Objectives
• Discover how the various cells of the adaptive immune system respond to opsonization
• Learn to evaluate phagocytosis in single cells using flow cytometry
• Determine optimal E. coli-to-cell ratios and assay conditions for optimal data interpretability
• Follow along with step-by-step gating instructions for acquiring multiparameter data across the cell types analyzed
Human health relies on several inborn protections from illness-inducing organisms. These defense mechanisms take several forms – including physical barriers, such as the skin, mucous membranes, and their cilia, the inflammatory cascade, as well as a cadre of cellular host-defense systems – collectively known as the immune system. Cellular immunity is divided into two classes, the innate immune system and the adaptive immune system. The innate immune system is tuned to providing a quick, knee-jerk, nonspecific response to invading organisms, and it relies heavily on neutrophil granulocyte-, and monocyte-mediated recognition and clearance of the threat. Diminished phagocytic activity in these cells can render the immune system less efficient at squelching infection. Understanding how key immune cell populations respond to and protect against non-self cells is essential to better understanding how we may exploit those cells for human health.

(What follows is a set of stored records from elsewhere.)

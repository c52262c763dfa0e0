use std::collections::BTreeMap;
use std::io::{self, BufRead};
use std::path::Path;

use hashbrown::HashMap;
use log::{debug, info};
use regex::Regex;

use crate::error::{open_input, MisaError, Result};

/// Sections of a MISA statistics file. Only one is active at a time.
#[derive(Debug, Clone, Copy, PartialEq, Eq)]
pub enum Section {
    None,
    Definement,
    Results,
    Distribution,
    Motifs,
    RepeatTypes,
}

/// Header prefixes that switch the active section, in document order.
const TRIGGERS: [(&str, Section); 5] = [
    ("Definement of microsatellites", Section::Definement),
    ("RESULTS OF MICROSATELLITE SEARCH", Section::Results),
    ("Distribution to different repeat type", Section::Distribution),
    ("Frequency of identified SSR motifs", Section::Motifs),
    ("Frequency of classified repeat types", Section::RepeatTypes),
];

const EXAMINED_LENGTH: &str = "Total size of examined sequences";
const TOTAL_SSRS: &str = "Total number of identified SSRs";
const SSRS_IN_COMPOUND: &str = "Number of SSRs present in compound";

impl Section {
    /// The section a header line switches to. When several prefixes match
    /// the one declared last wins.
    pub fn triggered_by(line: &str) -> Option<Section> {
        TRIGGERS
            .iter()
            .rev()
            .find(|(prefix, _)| line.starts_with(prefix))
            .map(|(_, section)| *section)
    }

    pub fn name(self) -> &'static str {
        TRIGGERS
            .iter()
            .find(|(_, section)| *section == self)
            .map(|(prefix, _)| *prefix)
            .unwrap_or("none")
    }
}

/// Global figures reported in the results section.
#[derive(Debug, Clone, Copy, Default, PartialEq, Eq)]
pub struct Totals {
    /// Total size of examined sequences (bp)
    pub examined_length: u64,
    pub total_ssrs: u64,
    pub ssrs_in_compound: u64,
}

/// Everything read from a MISA statistics file.
#[derive(Debug, Clone, Default)]
pub struct StatisticsSummary {
    /// The threshold line exactly as it appeared
    pub definement_line: String,
    /// `(unit length, minimum number of repeats)` pairs
    pub defined_min_repeats: Vec<(usize, u32)>,
    pub max_unit_length: usize,
    pub abundance_by_unit_length: BTreeMap<usize, u64>,
    /// Longest observed repeat count per motif. A, T, C and G are always present.
    pub longest_by_motif: HashMap<String, u32>,
    pub total_by_motif: HashMap<String, u64>,
    pub total_abundance_by_repeat_type: HashMap<String, u64>,
    pub totals: Totals,
}

impl StatisticsSummary {
    fn empty() -> StatisticsSummary {
        let mut summary = StatisticsSummary::default();
        for base in ["A", "T", "C", "G"] {
            summary.longest_by_motif.insert(base.to_string(), 0);
        }
        summary
    }

    /// Number of SSRs with the given unit length, 0 when not reported.
    pub fn abundance(&self, unit_length: usize) -> u64 {
        self.abundance_by_unit_length
            .get(&unit_length)
            .copied()
            .unwrap_or(0)
    }

    /// Sum of the distribution table over `1..=max_unit_length`.
    pub fn abundance_sum(&self) -> u64 {
        (1..=self.max_unit_length).map(|u| self.abundance(u)).sum()
    }
}

/// Line scanning state machine over a statistics file.
struct StatisticsParser {
    section: Section,
    /// Column labels of the table in the active tabular section
    header: Option<Vec<String>>,
    threshold_token: Regex,
    summary: StatisticsSummary,
    definement_seen: bool,
    examined_length: Option<u64>,
    total_ssrs: Option<u64>,
    ssrs_in_compound: Option<u64>,
}

impl StatisticsParser {
    fn new() -> Result<StatisticsParser> {
        Ok(StatisticsParser {
            section: Section::None,
            header: None,
            threshold_token: Regex::new(r"^\((\d+)/(\d+)\)")?,
            summary: StatisticsSummary::empty(),
            definement_seen: false,
            examined_length: None,
            total_ssrs: None,
            ssrs_in_compound: None,
        })
    }

    fn enter(&mut self, next: Section) {
        debug!("{:?} -> {:?}", self.section, next);
        self.section = next;
        self.header = None;
    }

    fn malformed(&self, line_no: usize, reason: String) -> MisaError {
        MisaError::MalformedSection {
            section: self.section.name(),
            line: line_no,
            reason,
        }
    }

    fn feed(&mut self, line_no: usize, raw: &str) -> Result<()> {
        let line = raw.trim_end_matches(['\r', '\n']);

        if let Some(next) = Section::triggered_by(line) {
            self.enter(next);
            return Ok(());
        }

        match self.section {
            Section::None => Ok(()),
            Section::Definement => self.definement(line_no, line),
            Section::Results => self.results(line_no, line),
            Section::Distribution => self.distribution(line_no, line),
            Section::Motifs => self.motifs(line_no, line),
            Section::RepeatTypes => self.repeat_types(line_no, line),
        }
    }

    fn definement(&mut self, line_no: usize, line: &str) -> Result<()> {
        if line.trim().is_empty() {
            return Ok(());
        }
        let mut pairs = Vec::new();
        for token in line.split_whitespace() {
            let caps = self
                .threshold_token
                .captures(token)
                .ok_or_else(|| self.malformed(line_no, format!("bad threshold token '{}'", token)))?;
            let unit = caps[1]
                .parse::<usize>()
                .map_err(|e| self.malformed(line_no, e.to_string()))?;
            let min_repeats = caps[2]
                .parse::<u32>()
                .map_err(|e| self.malformed(line_no, e.to_string()))?;
            pairs.push((unit, min_repeats));
        }
        let (max_unit, _) = *pairs
            .last()
            .ok_or_else(|| self.malformed(line_no, "no threshold pairs".into()))?;

        self.summary.definement_line = line.trim_end().to_string();
        self.summary.defined_min_repeats = pairs;
        self.summary.max_unit_length = max_unit;
        self.definement_seen = true;
        self.enter(Section::None);
        Ok(())
    }

    fn results(&mut self, line_no: usize, line: &str) -> Result<()> {
        let slot = if line.starts_with(EXAMINED_LENGTH) {
            &mut self.examined_length
        } else if line.starts_with(TOTAL_SSRS) {
            &mut self.total_ssrs
        } else if line.starts_with(SSRS_IN_COMPOUND) {
            &mut self.ssrs_in_compound
        } else {
            return Ok(());
        };

        let value = line
            .rsplit_once(':')
            .map(|(_, num)| num.trim().parse::<u64>());
        match value {
            Some(Ok(n)) => {
                *slot = Some(n);
                Ok(())
            }
            Some(Err(e)) => Err(self.malformed(line_no, format!("'{}': {}", line, e))),
            None => Err(self.malformed(line_no, format!("no value in '{}'", line))),
        }
    }

    fn distribution(&mut self, line_no: usize, line: &str) -> Result<()> {
        if !line.starts_with(|c: char| c.is_ascii_digit()) {
            return Ok(());
        }
        let parsed = line.trim_end().split_once('\t').and_then(|(unit, count)| {
            Some((unit.trim().parse::<usize>().ok()?, count.trim().parse::<u64>().ok()?))
        });
        match parsed {
            Some((unit, count)) => {
                self.summary.abundance_by_unit_length.insert(unit, count);
                Ok(())
            }
            None => Err(self.malformed(line_no, format!("expected 'unit<TAB>count', got '{}'", line))),
        }
    }

    /// Returns the data cells of a table row, or `None` when the row is the
    /// header, precedes the header, or ends the table.
    fn table_row<'l>(&mut self, line: &'l str) -> Option<Vec<&'l str>> {
        if line.starts_with("Repeats") {
            self.header = Some(line.trim_end().split('\t').map(String::from).collect());
            return None;
        }
        self.header.as_ref()?;
        let line = line.trim_end();
        if line.is_empty() {
            self.enter(Section::None);
            return None;
        }
        Some(line.split('\t').collect())
    }

    fn last_cell_total(&self, line_no: usize, cells: &[&str]) -> Result<u64> {
        match cells {
            [_, .., total] => total
                .trim()
                .parse::<u64>()
                .map_err(|e| self.malformed(line_no, format!("total '{}': {}", total, e))),
            _ => Err(self.malformed(line_no, "row without a total column".into())),
        }
    }

    fn motifs(&mut self, line_no: usize, line: &str) -> Result<()> {
        let Some(cells) = self.table_row(line) else {
            return Ok(());
        };
        let total = self.last_cell_total(line_no, &cells)?;
        let motif = cells[0].trim().to_string();

        let header_len = self.header.as_ref().map(Vec::len).unwrap_or(0);
        // cells line up with the header from the right
        let longest = (1..cells.len() - 1)
            .rev()
            .find(|&j| !cells[j].trim().is_empty())
            .map(|j| {
                let label = (header_len + j)
                    .checked_sub(cells.len())
                    .filter(|&h| h >= 1)
                    .and_then(|h| self.header.as_ref().and_then(|hd| hd.get(h)));
                match label {
                    Some(label) => label.trim().parse::<u32>().map_err(|e| {
                        self.malformed(line_no, format!("repeat label '{}': {}", label, e))
                    }),
                    None => Err(self.malformed(line_no, "row wider than header".into())),
                }
            })
            .transpose()?;

        if let Some(longest) = longest {
            self.summary.longest_by_motif.insert(motif.clone(), longest);
        }
        self.summary.total_by_motif.insert(motif, total);
        Ok(())
    }

    fn repeat_types(&mut self, line_no: usize, line: &str) -> Result<()> {
        let Some(cells) = self.table_row(line) else {
            return Ok(());
        };
        let total = self.last_cell_total(line_no, &cells)?;
        self.summary
            .total_abundance_by_repeat_type
            .insert(cells[0].trim().to_string(), total);
        Ok(())
    }

    fn finish(self) -> Result<StatisticsSummary> {
        if !self.definement_seen {
            return Err(MisaError::MissingSection(Section::Definement.name()));
        }
        let results = Section::Results.name();
        let mut summary = self.summary;
        summary.totals = Totals {
            examined_length: self.examined_length.ok_or(MisaError::MissingSection(results))?,
            total_ssrs: self.total_ssrs.ok_or(MisaError::MissingSection(results))?,
            ssrs_in_compound: self.ssrs_in_compound.unwrap_or_else(|| {
                debug!("no compound SSR count reported, assuming 0");
                0
            }),
        };
        info!(
            "parsed statistics: {} bp examined, {} SSRs, {} motifs, {} repeat types",
            summary.totals.examined_length,
            summary.totals.total_ssrs,
            summary.total_by_motif.len(),
            summary.total_abundance_by_repeat_type.len()
        );
        Ok(summary)
    }
}

/// Parse a MISA statistics file.
pub fn parse_statistics<R: BufRead>(rdr: R) -> Result<StatisticsSummary> {
    let mut parser = StatisticsParser::new()?;
    for (i, line) in rdr.lines().enumerate() {
        parser.feed(i + 1, &line?)?;
    }
    parser.finish()
}

pub fn parse_statistics_from_path<P: AsRef<Path>>(path: P) -> Result<StatisticsSummary> {
    parse_statistics(io::BufReader::new(open_input(path)?))
}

In the innate immune system, phagocytosis is the primary process by which cells identify, isolate, and destroy invaders by engulfing and digesting them. Among the phagocytic cells of the immune system, neutrophilic granulocytes (neutrophils) are the most abundant type of leukocyte (white blood cells) in mammalian circulation and the first line of defense against invading microorganisms.
Of the leukocytes, monocytes are the largest and are capable of differentiating into macrophages Opsonization adorns invading cells, like bacteria, with molecular pro-phagocytosis signals, enhancing their uptake and clearance. This process specifically tags foreign cells with opsonin molecules, such as circulating antibodies or complement proteins. Analogous to molecular “handles,” opsonins strengthen binding between immune cells
and their target cells to increase their visibility to the immune system, increasing the likelihood of phagocytosis (Figure 1). Opsonization is, indeed, essential to the efficient functioning of the innate immune system, and this application note demonstrates the important role that opsonisation plays in phagocytosis.
There are many effective methods to evaluate phagocytosis, such as enzyme-linked immunosorbent assay (ELISAs) and Western blotting, however, these assays look at cell populations as a whole and require substantial hands-on time. Flow cytometry enables a detailed analysis of the progression of phagocytosis in a population of cells, bringing the advantage of high-throughput, single-cell analysis. Multicolor flow cytometry offers an even higher throughput, while increasing the number of targets analyzed in a single run.1 Fluorescent labeling of cell-surface markers enables the quantification of specific immune cell types.